**Your goal:**
Show all the lines in the data below that include the word "IpnService".

Collected data:

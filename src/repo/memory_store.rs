use crate::domain::payment::{validate_amount, NewPayment, PaymentRecord};
use crate::error::{PaymentError, PaymentResult};
use crate::repo::payment_store::PaymentStore;
use std::collections::HashMap;
use std::sync::Arc;
use tokio::sync::RwLock;

#[derive(Default)]
struct Inner {
    next_id: i64,
    by_txn_id: HashMap<String, PaymentRecord>,
}

/// Process-local store with the same contract as the Postgres repo.
///
/// The duplicate check and the insert happen under one write lock, so racing
/// inserts for the same `txn_id` resolve to exactly one record.
#[derive(Default, Clone)]
pub struct InMemoryPaymentStore {
    inner: Arc<RwLock<Inner>>,
}

impl InMemoryPaymentStore {
    pub fn new() -> Self {
        Self::default()
    }

    pub async fn len(&self) -> usize {
        self.inner.read().await.by_txn_id.len()
    }

    pub async fn is_empty(&self) -> bool {
        self.len().await == 0
    }
}

#[async_trait::async_trait]
impl PaymentStore for InMemoryPaymentStore {
    async fn insert(&self, payment: NewPayment) -> PaymentResult<PaymentRecord> {
        validate_amount(payment.amount).map_err(PaymentError::Validation)?;

        let mut inner = self.inner.write().await;
        if inner.by_txn_id.contains_key(&payment.txn_id) {
            return Err(PaymentError::Conflict(payment.txn_id));
        }

        inner.next_id += 1;
        let record = PaymentRecord {
            id: inner.next_id,
            txn_id: payment.txn_id,
            amount: payment.amount,
            currency: payment.currency,
            status: payment.status,
            email: payment.email,
            created_at: chrono::Utc::now(),
        };
        inner
            .by_txn_id
            .insert(record.txn_id.clone(), record.clone());
        Ok(record)
    }

    async fn update_status_by_txn_id(&self, txn_id: &str, status: &str) -> PaymentResult<u64> {
        let mut inner = self.inner.write().await;
        match inner.by_txn_id.get_mut(txn_id) {
            Some(record) => {
                record.status = status.to_string();
                Ok(1)
            }
            None => Ok(0),
        }
    }

    async fn find_by_txn_id(&self, txn_id: &str) -> PaymentResult<Option<PaymentRecord>> {
        Ok(self.inner.read().await.by_txn_id.get(txn_id).cloned())
    }

    async fn ping(&self) -> PaymentResult<()> {
        Ok(())
    }
}
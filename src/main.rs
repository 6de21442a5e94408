use coinpay_gateway::config::AppConfig;
use coinpay_gateway::gateways::coinpayments::CoinPaymentsGateway;
use coinpay_gateway::gateways::mock::MockGateway;
use coinpay_gateway::gateways::PaymentGateway;
use coinpay_gateway::http::middleware::rate_limit::RateLimitState;
use coinpay_gateway::http::router::build_router;
use coinpay_gateway::repo::payment_store::PaymentStore;
use coinpay_gateway::repo::payments_repo::PaymentsRepo;
use coinpay_gateway::service::ipn_service::IpnService;
use coinpay_gateway::service::ipn_verifier::IpnVerifier;
use coinpay_gateway::service::payment_service::PaymentService;
use coinpay_gateway::service::status_updater::StatusUpdater;
use coinpay_gateway::AppState;
use sqlx::postgres::PgPoolOptions;
use std::sync::Arc;
use tracing_subscriber::EnvFilter;

#[tokio::main]
async fn main() -> anyhow::Result<()> {
    tracing_subscriber::fmt()
        .with_env_filter(EnvFilter::from_default_env())
        .init();

    let cfg = AppConfig::load();
    if cfg.processor.ipn_secret.is_empty() {
        tracing::warn!("COINPAYMENTS_IPN_SECRET is empty; every notification will be rejected");
    }

    let pool = PgPoolOptions::new()
        .max_connections(cfg.db_max_connections)
        .connect(&cfg.database_url)
        .await?;

    sqlx::migrate!("./migrations").run(&pool).await?;
    tracing::info!("migrations applied");

    let store: Arc<dyn PaymentStore> = Arc::new(PaymentsRepo { pool: pool.clone() });

    let gateway: Arc<dyn PaymentGateway> = match cfg.processor.adapter.as_str() {
        "MOCK" => {
            tracing::warn!("using mock payment gateway");
            Arc::new(MockGateway::new("ALWAYS_SUCCESS"))
        }
        _ => Arc::new(CoinPaymentsGateway {
            api_url: cfg.processor.api_url.clone(),
            public_key: cfg.processor.public_key.clone(),
            private_key: cfg.processor.private_key.clone(),
            timeout_ms: cfg.processor.timeout_ms,
            client: reqwest::Client::new(),
        }),
    };

    let payment_service = PaymentService {
        store: store.clone(),
        gateway,
        default_currency: cfg.processor.default_currency.clone(),
        ipn_url: cfg.processor.ipn_url.clone(),
    };

    let ipn_service = IpnService {
        verifier: IpnVerifier::new(cfg.processor.ipn_secret.clone()),
        updater: StatusUpdater {
            store: store.clone(),
        },
        merchant_id: cfg.processor.merchant_id.clone(),
    };

    let redis_client = redis::Client::open(cfg.redis_url.clone())?;

    let state = AppState {
        payment_service,
        ipn_service,
        store,
        redis_client: Some(redis_client.clone()),
    };

    let app = build_router(
        state,
        cfg.internal_api_key.clone(),
        Some(RateLimitState {
            redis_client,
            max_per_minute: cfg.rate_limit_per_minute,
            scope: "create",
        }),
    );

    let listener = tokio::net::TcpListener::bind(&cfg.bind_addr).await?;
    tracing::info!("listening on {}", cfg.bind_addr);
    axum::serve(listener, app)
        .with_graceful_shutdown(shutdown_signal())
        .await?;

    pool.close().await;
    tracing::info!("shutdown complete");
    Ok(())
}

async fn shutdown_signal() {
    let ctrl_c = async {
        if let Err(e) = tokio::signal::ctrl_c().await {
            tracing::error!(error = %e, "failed to listen for ctrl-c");
            std::future::pending::<()>().await;
        }
    };

    #[cfg(unix)]
    let terminate = async {
        match tokio::signal::unix::signal(tokio::signal::unix::SignalKind::terminate()) {
            Ok(mut sig) => {
                sig.recv().await;
            }
            Err(e) => {
                tracing::error!(error = %e, "failed to listen for SIGTERM");
                std::future::pending::<()>().await;
            }
        }
    };

    #[cfg(not(unix))]
    let terminate = std::future::pending::<()>();

    tokio::select! {
        _ = ctrl_c => {},
        _ = terminate => {},
    }
    tracing::info!("shutdown signal received");
}
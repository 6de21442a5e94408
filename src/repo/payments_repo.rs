use crate::domain::payment::{validate_amount, NewPayment, PaymentRecord};
use crate::error::{PaymentError, PaymentResult};
use crate::repo::payment_store::PaymentStore;
use sqlx::postgres::PgRow;
use sqlx::{PgPool, Row};

#[derive(Clone)]
pub struct PaymentsRepo {
    pub pool: PgPool,
}

fn map_row(r: PgRow) -> PaymentRecord {
    PaymentRecord {
        id: r.get("id"),
        txn_id: r.get("txn_id"),
        amount: r.get("amount"),
        currency: r.get("currency"),
        status: r.get("status"),
        email: r.get("email"),
        created_at: r.get("created_at"),
    }
}

#[async_trait::async_trait]
impl PaymentStore for PaymentsRepo {
    async fn insert(&self, payment: NewPayment) -> PaymentResult<PaymentRecord> {
        validate_amount(payment.amount).map_err(PaymentError::Validation)?;

        let result = sqlx::query(
            r#"
            INSERT INTO payments (txn_id, amount, currency, status, email)
            VALUES ($1, $2, $3, $4, $5)
            RETURNING id, txn_id, amount, currency, status, email, created_at
            "#,
        )
        .bind(&payment.txn_id)
        .bind(payment.amount)
        .bind(&payment.currency)
        .bind(&payment.status)
        .bind(&payment.email)
        .fetch_one(&self.pool)
        .await;

        match result {
            Ok(row) => Ok(map_row(row)),
            Err(sqlx::Error::Database(db)) if db.is_unique_violation() => {
                Err(PaymentError::Conflict(payment.txn_id))
            }
            Err(e) => Err(PaymentError::Storage(e.into())),
        }
    }

    async fn update_status_by_txn_id(&self, txn_id: &str, status: &str) -> PaymentResult<u64> {
        let done = sqlx::query("UPDATE payments SET status=$1 WHERE txn_id=$2")
            .bind(status)
            .bind(txn_id)
            .execute(&self.pool)
            .await
            .map_err(|e| PaymentError::Storage(e.into()))?;

        Ok(done.rows_affected())
    }

    async fn find_by_txn_id(&self, txn_id: &str) -> PaymentResult<Option<PaymentRecord>> {
        let row = sqlx::query(
            "SELECT id, txn_id, amount, currency, status, email, created_at FROM payments WHERE txn_id=$1",
        )
        .bind(txn_id)
        .fetch_optional(&self.pool)
        .await
        .map_err(|e| PaymentError::Storage(e.into()))?;

        Ok(row.map(map_row))
    }

    async fn ping(&self) -> PaymentResult<()> {
        sqlx::query("SELECT 1")
            .execute(&self.pool)
            .await
            .map_err(|e| PaymentError::Storage(e.into()))?;
        Ok(())
    }
}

**The completed task:**
use coinpay_gateway::service::ipn_service::IpnService;
    let ipn_service = IpnService {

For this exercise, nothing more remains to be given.